Report: Fire plan fails citizens
A Nevada County Grand Jury report released Wednesday recommended the board of supervisors return the “teeth” to the county’s fire plan, still in the works after five years.
The report also called for more public education to improve fire protection and lower insurance rates.
“The (board’s) approval of their modified fire plan does not provide the governmental structure or funding process originally envisioned by the fire plan committee, and fails to meet Nevada County citizens’ desperate needs,” the report said.
The fire plan committee, composed of five local fire experts, held 18 meetings and 15 workshops to draft the plan. Final approval by the board is expected later this summer.
The grand jury report, echoing the concerns of many residents, was released in the same week that large fires broke out in surrounding counties. The fires were a grim reminder that another fire season is in full swing.
The report took a critical look at a board meeting in April when supervisors shifted their focus from “mandates and requirements to persuasion and cooperation.”
The board’s action “significantly reduced” the importance of the fire plan.
At the time, the board changed language in its fire plan to make it more clear who was responsible for enforcing state laws concerning a 100 foot clearance of brush from homes, District 4 Supervisor Hank Weston said Wednesday.
Original wording in the fire plan was changed from “the county should implement policies” to “as desirable and as funding becomes available,” the report said.
“We had to make it honest. We wanted to make sure the state has law enforcement responsibility,” Weston said, explaining that the county doesn’t have resources to fine people if they don’t comply with the state’s 100 foot clearance law that became effective in 2005.
“You can almost interpret ‘teeth’ as ‘spending the money,’ and we don’t have the money,” Weston said.
Chairman Ted Owens agreed.
“The grand jury has failed to indicate where any funding would possibly come from to put the ‘teeth’ back into the fire plan,” he said.
Financing was the most critical issue for fire agencies in 2005 when a Municipal Service Review on Fire Protection and Emergency Services was prepared for LAFCO (Local Agency Formation Commission). At that time, revenue for fire protection was flat while wildfire threat was growing.
In the works since 2003, the county’s fire plan was recently folded into the safety element of the county’s general plan to serve as a guide for how to build and plan for wildland fire safety, Weston said.

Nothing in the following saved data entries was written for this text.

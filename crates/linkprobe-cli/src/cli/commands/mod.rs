//! CLI command handlers, one per file.

mod config_path;
mod fetch;
mod run;

pub use config_path::run_config_path;
pub use fetch::{fetch_request, run_fetch};
pub use run::run_service;
use std::time::Duration;

/// Reconnect parameters. Fixed at startup, never negotiated.
///
/// Failed connection attempts retry after `base_delay` until `retry_budget`
/// attempts have failed; from then on every further failure doubles the
/// delay, without a cap.
#[derive(Debug, Clone, Copy, PartialEq, Eq)]
pub struct ReconnectPolicy {
    /// Delay before reconnecting while the budget lasts.
    pub base_delay: Duration,
    /// Failed attempts tolerated at `base_delay`.
    pub retry_budget: i64,
    /// Liveness check period while connected.
    pub watchdog_interval: Duration,
}

impl Default for ReconnectPolicy {
    fn default() -> Self {
        Self {
            base_delay: Duration::from_secs(1),
            retry_budget: 3_000_000,
            watchdog_interval: Duration::from_secs(1),
        }
    }
}

impl ReconnectPolicy {
    /// Backoff after a failed attempt, given the budget left after charging it.
    pub fn grow(&self, current: Duration, budget_left: i64) -> Duration {
        if budget_left < 0 {
            current.saturating_mul(2)
        } else {
            current
        }
    }
}
//! Artifact matching for observed network requests.
//!
//! A probe tab issues plenty of traffic; only media requests carrying the
//! probe marker are interesting, and each of those is tagged with the kind of
//! stream it serves (audio or video). This module decides, without any shared
//! state, whether a URL is a probe request and which kind it satisfies.

mod kind;
mod matcher;

pub use kind::ArtifactKind;
pub use matcher::{ArtifactMatcher, MatchError, DEFAULT_KIND_PARAM, DEFAULT_MARKER};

In two weeks, the plan will pass before the planning commission before going to the supervisors for final approval.
Among the other findings:
• “Many residents of Nevada County are not aware that the county has no statutory duty to provide fire protection services within the county and assumes no responsibility for providing these services,” it said.
• In spite of limited budgets and staff, cooperative efforts have to date allowed the various fire agencies to perform their fire suppression functions in an adequate manner,” it said.
Meanwhile, across the state a number of wildfires have ignited across the drought-stricken landscape early in the dry season. Nevada County is considered a fire-prone environment with a number of homes built in or next to dry forests.
Recently, insurance companies have stopped writing insurance policies in Nevada County because of the increasing risk of catastrophic fires, the grand jury report said. A “great disparity” exists among fire agencies in the scope and quality of service they provide, the report found.
Fire suppression has been adequate thanks to cooperation among fire agencies but citizens do not receive “equal levels of fire services across jurisdictions within the county,” the report found. Some fire agencies in the county are losing well-trained emergency professionals to wealthier districts, to CalFire and to the United States Forest Service, the report said.
Insurance rates could be favorably influenced if voters approved increased financing for fire protection, the report also concluded.
The grand jury recommended the board request LAFCO to commission a study to determine an accurate of fire protection in the county and begin a public education program to increase public awareness of fire services and how they can be financed through public-approved dollars.